*Material shown*:
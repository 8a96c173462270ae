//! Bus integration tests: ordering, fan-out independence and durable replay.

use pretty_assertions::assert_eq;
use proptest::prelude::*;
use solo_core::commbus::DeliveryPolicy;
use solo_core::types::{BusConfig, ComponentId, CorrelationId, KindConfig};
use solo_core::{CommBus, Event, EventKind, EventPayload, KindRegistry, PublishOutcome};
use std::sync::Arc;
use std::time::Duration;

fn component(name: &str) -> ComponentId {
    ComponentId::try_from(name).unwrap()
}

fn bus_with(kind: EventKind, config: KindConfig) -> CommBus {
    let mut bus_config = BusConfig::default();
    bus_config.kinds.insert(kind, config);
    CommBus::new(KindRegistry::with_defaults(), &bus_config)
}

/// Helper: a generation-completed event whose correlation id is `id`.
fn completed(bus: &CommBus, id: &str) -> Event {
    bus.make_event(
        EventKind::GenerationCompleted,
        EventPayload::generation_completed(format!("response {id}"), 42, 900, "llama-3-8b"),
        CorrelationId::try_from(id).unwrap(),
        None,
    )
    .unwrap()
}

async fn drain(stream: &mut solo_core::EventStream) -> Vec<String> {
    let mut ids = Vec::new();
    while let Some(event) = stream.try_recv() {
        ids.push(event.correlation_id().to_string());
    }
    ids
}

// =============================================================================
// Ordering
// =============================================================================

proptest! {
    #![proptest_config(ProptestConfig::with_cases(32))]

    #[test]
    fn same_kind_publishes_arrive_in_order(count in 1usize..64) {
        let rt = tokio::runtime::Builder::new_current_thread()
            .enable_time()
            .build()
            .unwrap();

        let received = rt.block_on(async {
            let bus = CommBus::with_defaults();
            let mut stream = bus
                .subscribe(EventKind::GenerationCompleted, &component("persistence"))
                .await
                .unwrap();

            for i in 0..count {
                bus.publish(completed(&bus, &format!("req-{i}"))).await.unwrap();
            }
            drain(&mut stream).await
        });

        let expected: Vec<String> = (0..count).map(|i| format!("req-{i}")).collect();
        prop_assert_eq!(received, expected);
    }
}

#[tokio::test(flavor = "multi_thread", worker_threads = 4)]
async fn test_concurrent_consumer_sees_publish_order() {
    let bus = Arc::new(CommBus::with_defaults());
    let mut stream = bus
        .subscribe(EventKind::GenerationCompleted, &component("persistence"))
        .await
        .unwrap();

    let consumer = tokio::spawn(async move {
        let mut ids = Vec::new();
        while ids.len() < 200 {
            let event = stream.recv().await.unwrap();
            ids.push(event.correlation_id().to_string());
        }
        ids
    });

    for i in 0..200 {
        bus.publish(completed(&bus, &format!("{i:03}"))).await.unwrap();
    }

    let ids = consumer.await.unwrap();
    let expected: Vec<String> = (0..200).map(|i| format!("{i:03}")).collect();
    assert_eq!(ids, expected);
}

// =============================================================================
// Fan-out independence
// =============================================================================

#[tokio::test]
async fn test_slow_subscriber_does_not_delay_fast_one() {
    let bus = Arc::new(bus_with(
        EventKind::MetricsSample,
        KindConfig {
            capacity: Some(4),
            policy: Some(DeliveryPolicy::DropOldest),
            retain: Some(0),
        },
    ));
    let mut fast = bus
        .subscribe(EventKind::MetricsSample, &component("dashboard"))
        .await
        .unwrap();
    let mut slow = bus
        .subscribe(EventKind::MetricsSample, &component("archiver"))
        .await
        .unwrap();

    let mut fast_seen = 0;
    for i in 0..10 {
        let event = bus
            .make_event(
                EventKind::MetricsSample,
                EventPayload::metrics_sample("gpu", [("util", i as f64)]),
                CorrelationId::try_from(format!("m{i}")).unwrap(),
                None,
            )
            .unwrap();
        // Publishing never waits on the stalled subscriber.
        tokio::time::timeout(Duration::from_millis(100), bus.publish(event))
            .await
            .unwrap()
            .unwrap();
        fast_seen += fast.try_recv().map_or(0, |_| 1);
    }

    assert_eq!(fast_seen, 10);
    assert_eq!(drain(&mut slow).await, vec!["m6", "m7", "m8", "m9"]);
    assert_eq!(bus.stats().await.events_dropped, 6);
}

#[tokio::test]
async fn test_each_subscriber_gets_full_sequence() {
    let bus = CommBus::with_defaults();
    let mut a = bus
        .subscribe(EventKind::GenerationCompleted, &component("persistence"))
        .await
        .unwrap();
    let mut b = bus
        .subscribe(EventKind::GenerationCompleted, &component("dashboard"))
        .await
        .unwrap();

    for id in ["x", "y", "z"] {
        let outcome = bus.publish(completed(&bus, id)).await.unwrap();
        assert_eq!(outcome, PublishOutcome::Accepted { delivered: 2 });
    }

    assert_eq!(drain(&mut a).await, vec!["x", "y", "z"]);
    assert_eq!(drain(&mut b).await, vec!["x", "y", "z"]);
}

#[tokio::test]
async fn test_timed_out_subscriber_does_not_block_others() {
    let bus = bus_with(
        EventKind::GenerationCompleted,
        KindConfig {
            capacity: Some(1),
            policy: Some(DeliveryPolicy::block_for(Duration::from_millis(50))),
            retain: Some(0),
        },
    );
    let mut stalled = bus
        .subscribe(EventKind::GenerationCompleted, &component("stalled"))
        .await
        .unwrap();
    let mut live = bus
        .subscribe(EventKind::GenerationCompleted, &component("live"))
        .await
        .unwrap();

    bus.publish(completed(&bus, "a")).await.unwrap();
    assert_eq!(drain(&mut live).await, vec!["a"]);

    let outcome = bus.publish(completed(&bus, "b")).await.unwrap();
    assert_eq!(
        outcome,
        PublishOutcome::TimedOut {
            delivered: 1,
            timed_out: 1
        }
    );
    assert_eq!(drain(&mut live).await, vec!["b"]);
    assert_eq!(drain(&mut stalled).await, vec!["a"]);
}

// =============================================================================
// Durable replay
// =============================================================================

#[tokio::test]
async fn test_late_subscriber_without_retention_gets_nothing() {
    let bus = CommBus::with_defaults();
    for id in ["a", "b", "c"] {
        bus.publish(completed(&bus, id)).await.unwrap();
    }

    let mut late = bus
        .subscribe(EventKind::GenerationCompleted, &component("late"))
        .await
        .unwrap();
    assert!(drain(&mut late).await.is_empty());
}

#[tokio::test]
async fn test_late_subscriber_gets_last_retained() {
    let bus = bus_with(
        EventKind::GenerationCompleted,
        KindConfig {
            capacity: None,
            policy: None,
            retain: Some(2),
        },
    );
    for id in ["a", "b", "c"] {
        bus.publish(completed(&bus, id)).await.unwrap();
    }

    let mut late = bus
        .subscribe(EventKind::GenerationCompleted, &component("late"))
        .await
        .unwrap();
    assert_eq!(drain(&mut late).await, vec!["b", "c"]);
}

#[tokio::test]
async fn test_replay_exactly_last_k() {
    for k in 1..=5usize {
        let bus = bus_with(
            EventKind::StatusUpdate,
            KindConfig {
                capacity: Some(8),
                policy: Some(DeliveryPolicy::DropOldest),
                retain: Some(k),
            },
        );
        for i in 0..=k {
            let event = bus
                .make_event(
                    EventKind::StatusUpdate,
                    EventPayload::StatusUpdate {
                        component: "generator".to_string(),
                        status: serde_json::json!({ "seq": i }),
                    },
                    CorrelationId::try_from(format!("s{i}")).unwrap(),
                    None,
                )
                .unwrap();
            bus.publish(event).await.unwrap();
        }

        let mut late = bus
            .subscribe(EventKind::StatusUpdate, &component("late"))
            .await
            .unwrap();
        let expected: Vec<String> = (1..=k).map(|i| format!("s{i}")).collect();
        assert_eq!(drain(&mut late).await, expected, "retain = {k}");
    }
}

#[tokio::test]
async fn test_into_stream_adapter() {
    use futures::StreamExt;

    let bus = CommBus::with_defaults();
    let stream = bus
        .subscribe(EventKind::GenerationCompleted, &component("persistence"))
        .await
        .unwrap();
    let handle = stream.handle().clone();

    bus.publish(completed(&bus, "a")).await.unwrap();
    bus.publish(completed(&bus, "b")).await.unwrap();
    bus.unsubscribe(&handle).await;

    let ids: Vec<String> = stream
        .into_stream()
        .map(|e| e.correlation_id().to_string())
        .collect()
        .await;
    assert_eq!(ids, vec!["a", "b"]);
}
---
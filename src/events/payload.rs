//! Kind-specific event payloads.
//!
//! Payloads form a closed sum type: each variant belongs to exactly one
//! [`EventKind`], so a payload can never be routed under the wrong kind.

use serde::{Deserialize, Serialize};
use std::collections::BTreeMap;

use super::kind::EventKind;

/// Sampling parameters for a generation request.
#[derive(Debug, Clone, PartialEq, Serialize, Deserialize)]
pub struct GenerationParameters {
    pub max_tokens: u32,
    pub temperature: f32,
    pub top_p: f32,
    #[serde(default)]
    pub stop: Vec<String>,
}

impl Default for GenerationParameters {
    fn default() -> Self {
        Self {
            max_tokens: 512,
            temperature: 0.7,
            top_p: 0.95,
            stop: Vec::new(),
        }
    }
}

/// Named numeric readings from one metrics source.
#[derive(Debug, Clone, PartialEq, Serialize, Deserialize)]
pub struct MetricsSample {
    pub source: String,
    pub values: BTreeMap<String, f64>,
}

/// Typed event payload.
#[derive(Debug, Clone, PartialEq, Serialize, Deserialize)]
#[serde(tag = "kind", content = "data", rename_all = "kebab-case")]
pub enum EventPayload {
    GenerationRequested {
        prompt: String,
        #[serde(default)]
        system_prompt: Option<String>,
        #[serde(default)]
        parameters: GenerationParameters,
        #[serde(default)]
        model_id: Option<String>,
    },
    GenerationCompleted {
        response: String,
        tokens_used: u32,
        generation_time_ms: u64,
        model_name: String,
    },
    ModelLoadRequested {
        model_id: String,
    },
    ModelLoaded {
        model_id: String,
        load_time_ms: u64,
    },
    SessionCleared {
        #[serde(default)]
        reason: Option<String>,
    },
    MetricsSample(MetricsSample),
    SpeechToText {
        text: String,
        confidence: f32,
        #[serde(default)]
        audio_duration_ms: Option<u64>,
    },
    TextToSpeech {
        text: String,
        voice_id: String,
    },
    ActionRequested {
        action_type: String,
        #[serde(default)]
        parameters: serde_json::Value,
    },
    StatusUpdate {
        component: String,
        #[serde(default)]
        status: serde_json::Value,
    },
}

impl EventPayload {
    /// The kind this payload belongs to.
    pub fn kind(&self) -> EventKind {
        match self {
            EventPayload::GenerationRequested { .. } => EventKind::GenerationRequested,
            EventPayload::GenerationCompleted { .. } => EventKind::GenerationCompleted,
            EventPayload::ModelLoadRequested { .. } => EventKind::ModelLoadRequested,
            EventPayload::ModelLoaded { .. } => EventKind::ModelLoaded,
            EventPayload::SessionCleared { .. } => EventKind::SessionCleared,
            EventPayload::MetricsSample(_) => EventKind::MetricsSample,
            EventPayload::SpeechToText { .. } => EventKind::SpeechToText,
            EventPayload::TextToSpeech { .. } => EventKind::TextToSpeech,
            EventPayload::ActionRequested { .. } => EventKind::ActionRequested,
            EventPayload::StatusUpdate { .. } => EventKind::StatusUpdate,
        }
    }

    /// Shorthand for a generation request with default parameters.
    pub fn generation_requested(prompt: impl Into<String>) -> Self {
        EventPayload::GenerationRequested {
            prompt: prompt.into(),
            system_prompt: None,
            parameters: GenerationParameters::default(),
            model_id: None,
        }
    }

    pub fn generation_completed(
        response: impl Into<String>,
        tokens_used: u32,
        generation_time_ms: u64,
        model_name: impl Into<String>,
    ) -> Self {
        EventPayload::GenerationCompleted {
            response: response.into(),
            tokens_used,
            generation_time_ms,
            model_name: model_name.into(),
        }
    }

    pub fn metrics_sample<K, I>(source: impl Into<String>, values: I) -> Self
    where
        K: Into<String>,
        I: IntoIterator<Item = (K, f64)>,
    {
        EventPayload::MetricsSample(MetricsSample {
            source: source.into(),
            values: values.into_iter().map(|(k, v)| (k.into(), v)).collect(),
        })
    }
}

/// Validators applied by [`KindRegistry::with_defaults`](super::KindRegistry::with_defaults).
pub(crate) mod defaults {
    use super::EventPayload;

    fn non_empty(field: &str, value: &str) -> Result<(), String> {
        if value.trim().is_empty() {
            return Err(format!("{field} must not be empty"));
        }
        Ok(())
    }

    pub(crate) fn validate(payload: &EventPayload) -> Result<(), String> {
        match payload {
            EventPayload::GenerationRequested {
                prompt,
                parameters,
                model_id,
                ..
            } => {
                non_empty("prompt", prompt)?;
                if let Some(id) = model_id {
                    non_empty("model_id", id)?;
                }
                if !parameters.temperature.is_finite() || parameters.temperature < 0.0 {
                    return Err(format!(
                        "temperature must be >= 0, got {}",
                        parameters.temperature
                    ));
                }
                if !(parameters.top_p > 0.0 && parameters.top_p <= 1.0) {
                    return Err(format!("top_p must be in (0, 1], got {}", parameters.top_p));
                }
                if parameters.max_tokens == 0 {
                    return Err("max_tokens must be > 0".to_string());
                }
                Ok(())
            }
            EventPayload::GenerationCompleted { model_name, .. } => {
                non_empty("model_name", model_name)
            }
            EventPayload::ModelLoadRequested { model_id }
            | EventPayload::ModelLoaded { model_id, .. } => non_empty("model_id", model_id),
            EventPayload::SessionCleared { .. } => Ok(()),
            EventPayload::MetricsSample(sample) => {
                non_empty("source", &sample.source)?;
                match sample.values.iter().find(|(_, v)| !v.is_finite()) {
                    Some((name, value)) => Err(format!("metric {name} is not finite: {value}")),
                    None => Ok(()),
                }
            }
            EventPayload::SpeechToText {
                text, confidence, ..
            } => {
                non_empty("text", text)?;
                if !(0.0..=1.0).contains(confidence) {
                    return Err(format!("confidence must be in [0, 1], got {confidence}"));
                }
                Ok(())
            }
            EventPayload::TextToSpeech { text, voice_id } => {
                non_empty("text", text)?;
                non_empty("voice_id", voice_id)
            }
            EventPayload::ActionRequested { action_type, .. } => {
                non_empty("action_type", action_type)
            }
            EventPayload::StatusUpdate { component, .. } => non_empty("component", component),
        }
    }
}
...
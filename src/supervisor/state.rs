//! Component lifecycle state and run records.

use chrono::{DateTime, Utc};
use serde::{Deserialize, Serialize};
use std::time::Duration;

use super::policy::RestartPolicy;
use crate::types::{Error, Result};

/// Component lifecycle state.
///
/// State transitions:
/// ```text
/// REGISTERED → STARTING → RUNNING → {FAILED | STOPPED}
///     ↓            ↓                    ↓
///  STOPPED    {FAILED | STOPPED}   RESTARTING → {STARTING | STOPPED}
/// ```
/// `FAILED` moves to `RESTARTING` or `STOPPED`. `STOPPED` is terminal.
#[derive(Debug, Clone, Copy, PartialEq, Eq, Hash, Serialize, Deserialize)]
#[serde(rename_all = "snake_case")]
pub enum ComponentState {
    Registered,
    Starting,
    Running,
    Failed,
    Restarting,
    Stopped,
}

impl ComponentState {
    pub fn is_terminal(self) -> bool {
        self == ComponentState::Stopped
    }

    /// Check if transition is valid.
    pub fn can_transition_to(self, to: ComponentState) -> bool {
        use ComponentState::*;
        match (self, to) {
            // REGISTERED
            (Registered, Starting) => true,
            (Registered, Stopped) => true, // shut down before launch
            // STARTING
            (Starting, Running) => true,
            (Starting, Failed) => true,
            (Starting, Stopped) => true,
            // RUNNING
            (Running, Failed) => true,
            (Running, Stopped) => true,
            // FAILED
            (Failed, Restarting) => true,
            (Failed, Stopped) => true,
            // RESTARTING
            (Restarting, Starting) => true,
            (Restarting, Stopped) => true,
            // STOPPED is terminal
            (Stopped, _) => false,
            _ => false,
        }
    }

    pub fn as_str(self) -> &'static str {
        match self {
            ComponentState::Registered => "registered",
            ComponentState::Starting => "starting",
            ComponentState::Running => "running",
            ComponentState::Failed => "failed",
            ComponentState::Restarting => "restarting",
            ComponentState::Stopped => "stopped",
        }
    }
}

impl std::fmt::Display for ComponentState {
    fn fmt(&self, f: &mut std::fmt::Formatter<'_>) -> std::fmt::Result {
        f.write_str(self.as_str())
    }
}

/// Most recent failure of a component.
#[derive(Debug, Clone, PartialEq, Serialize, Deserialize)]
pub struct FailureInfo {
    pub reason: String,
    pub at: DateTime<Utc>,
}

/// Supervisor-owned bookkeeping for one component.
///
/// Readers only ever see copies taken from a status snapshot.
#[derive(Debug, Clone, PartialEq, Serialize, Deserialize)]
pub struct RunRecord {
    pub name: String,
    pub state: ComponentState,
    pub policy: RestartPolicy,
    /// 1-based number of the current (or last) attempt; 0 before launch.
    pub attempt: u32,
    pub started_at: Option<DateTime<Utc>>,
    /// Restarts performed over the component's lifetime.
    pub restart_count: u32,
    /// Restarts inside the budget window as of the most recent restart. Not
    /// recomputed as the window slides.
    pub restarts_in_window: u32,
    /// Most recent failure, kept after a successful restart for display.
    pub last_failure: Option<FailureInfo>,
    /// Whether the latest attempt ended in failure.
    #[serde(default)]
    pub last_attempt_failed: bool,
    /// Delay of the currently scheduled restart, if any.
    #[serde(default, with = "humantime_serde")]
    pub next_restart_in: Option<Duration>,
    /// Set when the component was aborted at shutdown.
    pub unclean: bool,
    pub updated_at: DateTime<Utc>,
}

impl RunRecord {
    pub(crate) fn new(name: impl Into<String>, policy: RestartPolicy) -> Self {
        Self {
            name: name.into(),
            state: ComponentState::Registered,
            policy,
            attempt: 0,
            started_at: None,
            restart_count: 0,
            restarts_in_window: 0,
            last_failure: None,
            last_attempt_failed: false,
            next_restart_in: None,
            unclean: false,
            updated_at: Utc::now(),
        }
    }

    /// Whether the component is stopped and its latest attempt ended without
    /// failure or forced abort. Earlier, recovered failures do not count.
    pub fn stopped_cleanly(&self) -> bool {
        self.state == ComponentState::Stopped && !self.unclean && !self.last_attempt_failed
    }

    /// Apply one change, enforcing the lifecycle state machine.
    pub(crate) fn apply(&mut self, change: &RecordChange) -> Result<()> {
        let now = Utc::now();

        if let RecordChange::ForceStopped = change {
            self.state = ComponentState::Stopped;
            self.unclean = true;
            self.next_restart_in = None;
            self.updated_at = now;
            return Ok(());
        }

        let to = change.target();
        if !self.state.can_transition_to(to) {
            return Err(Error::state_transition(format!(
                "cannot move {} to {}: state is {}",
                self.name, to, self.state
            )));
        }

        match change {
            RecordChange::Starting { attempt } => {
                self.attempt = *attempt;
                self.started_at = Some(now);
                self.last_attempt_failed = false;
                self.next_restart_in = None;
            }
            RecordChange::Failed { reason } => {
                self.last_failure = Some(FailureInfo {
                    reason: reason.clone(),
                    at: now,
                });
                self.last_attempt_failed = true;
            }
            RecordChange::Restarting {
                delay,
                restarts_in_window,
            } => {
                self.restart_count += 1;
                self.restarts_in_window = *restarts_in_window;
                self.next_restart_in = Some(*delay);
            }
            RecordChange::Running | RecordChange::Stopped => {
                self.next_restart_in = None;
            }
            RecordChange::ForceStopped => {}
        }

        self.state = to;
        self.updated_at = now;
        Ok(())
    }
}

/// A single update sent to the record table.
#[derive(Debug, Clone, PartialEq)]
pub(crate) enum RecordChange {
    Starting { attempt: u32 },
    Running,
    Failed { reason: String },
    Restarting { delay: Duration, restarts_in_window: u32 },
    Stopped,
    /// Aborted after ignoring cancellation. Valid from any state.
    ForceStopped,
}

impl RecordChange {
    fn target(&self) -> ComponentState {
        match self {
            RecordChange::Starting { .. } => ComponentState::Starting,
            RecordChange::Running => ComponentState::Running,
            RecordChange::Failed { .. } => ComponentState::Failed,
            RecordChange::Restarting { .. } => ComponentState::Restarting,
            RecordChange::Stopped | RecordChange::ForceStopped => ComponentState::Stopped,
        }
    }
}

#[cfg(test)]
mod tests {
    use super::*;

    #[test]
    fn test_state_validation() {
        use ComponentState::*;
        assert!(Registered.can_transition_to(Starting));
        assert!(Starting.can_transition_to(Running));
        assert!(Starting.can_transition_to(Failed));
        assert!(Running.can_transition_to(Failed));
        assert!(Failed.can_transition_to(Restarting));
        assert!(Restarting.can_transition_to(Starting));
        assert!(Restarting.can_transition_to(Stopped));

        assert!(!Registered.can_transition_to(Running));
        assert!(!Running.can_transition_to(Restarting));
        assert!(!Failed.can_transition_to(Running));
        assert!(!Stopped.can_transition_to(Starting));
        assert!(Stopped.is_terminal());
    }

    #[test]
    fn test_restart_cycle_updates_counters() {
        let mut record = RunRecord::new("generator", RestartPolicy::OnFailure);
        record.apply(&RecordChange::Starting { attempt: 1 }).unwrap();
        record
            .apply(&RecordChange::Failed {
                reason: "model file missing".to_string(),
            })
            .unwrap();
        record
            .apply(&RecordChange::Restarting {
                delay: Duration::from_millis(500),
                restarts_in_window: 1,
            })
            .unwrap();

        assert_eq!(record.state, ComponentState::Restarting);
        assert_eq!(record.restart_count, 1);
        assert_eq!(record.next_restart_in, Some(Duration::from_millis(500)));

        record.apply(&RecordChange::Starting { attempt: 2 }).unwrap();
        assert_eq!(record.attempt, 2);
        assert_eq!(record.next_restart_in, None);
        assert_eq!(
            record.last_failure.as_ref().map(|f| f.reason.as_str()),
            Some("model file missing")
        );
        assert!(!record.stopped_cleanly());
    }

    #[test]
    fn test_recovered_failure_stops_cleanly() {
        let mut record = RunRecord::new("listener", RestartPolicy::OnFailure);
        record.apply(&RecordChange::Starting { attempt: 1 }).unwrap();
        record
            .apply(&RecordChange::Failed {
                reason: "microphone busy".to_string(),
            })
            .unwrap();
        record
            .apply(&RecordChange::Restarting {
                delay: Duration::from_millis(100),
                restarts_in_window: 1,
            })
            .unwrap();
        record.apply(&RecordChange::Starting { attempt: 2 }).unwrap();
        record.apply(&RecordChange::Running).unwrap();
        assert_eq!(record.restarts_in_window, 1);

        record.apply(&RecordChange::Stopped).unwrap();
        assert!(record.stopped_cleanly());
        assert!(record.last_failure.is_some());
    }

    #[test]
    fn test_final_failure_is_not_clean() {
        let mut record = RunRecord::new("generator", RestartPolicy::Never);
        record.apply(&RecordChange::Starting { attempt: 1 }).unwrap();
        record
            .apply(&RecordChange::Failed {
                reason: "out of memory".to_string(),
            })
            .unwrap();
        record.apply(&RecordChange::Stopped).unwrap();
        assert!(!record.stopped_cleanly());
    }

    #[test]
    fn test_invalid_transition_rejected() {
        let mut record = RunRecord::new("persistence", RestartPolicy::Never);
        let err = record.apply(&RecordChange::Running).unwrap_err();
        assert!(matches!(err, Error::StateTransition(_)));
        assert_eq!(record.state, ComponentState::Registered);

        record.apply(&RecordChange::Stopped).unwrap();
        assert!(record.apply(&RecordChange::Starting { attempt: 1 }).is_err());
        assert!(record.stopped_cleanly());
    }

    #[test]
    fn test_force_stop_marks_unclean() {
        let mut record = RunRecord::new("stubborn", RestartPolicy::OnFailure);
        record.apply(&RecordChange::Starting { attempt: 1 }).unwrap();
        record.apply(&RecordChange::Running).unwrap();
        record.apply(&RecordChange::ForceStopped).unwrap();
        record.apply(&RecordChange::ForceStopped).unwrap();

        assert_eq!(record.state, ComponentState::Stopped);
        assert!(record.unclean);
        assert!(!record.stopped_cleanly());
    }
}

*What you should do*:
Tell how many lines of the listing contain the string "temperature", giving the number without any other words.

*Solved problem*:
5